### TASK OBJECTIVE
Below are some entries. Count how many of their lines include "simulation", then give that number only.

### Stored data
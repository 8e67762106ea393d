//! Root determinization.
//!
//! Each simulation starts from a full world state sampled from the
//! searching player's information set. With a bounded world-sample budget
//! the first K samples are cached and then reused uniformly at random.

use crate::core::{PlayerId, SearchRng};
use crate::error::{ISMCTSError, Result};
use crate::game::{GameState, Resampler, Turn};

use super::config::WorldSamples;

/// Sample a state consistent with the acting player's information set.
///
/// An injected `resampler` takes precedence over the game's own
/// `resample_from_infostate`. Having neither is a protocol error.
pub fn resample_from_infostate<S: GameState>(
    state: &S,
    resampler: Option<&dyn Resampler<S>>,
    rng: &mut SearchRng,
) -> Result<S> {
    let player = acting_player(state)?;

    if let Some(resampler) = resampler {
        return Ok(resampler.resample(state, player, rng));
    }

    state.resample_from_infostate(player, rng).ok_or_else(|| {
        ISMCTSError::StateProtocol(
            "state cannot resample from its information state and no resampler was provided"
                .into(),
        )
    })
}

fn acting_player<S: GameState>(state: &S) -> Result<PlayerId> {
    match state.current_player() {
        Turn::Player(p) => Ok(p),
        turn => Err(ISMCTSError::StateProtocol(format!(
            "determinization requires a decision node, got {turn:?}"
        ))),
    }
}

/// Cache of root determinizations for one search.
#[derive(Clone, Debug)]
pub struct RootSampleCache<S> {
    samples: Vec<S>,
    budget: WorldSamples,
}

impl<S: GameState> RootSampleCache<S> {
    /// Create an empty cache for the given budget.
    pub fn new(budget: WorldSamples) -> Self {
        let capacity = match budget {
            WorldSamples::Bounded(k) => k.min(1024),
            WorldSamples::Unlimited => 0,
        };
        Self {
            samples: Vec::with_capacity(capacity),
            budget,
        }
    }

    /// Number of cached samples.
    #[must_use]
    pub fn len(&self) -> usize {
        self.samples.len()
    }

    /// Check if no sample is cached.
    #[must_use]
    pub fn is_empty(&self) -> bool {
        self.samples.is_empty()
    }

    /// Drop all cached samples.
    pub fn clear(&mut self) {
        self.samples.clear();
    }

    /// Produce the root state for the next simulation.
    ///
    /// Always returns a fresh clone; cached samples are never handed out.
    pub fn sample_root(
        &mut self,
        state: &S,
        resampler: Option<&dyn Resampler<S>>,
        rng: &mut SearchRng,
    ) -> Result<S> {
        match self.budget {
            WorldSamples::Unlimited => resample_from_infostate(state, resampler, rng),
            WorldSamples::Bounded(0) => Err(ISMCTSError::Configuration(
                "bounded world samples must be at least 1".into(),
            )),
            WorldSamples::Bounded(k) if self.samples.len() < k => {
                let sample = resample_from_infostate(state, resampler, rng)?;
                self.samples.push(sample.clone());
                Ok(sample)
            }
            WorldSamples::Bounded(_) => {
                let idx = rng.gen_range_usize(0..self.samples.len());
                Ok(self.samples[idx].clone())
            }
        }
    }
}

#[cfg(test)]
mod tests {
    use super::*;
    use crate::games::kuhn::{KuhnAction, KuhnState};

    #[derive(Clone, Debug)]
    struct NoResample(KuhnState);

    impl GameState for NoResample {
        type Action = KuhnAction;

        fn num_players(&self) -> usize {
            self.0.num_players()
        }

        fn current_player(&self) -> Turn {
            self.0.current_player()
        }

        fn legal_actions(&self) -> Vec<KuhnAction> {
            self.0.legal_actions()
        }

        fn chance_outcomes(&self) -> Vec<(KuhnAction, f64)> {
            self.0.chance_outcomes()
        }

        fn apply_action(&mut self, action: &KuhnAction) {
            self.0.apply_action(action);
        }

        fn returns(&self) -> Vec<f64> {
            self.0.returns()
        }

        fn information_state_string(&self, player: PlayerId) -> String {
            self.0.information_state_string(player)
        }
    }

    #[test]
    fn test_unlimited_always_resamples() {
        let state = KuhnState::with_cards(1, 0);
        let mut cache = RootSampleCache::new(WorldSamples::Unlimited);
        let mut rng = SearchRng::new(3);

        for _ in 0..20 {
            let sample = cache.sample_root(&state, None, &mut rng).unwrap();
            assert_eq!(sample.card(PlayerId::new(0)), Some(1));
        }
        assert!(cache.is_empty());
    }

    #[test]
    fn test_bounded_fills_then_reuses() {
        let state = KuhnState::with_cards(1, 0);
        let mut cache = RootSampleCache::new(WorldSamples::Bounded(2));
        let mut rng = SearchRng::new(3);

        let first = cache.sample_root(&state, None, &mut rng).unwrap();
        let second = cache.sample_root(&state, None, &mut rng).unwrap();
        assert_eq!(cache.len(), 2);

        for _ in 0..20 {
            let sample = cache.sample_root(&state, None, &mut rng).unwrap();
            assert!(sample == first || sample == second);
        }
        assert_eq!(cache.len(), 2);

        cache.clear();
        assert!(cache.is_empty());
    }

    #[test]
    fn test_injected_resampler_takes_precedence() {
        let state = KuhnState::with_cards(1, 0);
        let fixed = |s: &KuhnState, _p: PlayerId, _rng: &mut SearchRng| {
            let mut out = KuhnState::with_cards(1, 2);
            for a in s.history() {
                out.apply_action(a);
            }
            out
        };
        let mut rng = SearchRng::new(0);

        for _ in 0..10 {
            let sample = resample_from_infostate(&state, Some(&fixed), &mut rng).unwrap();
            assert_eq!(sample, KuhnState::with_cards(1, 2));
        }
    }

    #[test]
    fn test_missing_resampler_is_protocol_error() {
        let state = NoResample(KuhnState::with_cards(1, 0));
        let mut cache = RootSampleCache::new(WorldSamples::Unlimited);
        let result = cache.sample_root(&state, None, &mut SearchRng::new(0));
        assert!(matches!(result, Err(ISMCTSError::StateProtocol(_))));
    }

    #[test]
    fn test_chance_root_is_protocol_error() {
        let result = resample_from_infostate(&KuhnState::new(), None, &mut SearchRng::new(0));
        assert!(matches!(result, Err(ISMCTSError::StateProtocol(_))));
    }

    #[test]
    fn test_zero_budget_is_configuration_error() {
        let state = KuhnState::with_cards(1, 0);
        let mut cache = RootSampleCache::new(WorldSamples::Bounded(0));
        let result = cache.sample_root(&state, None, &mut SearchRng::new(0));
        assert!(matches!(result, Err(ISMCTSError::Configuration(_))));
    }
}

### SOLUTION TO THE PROBLEM
2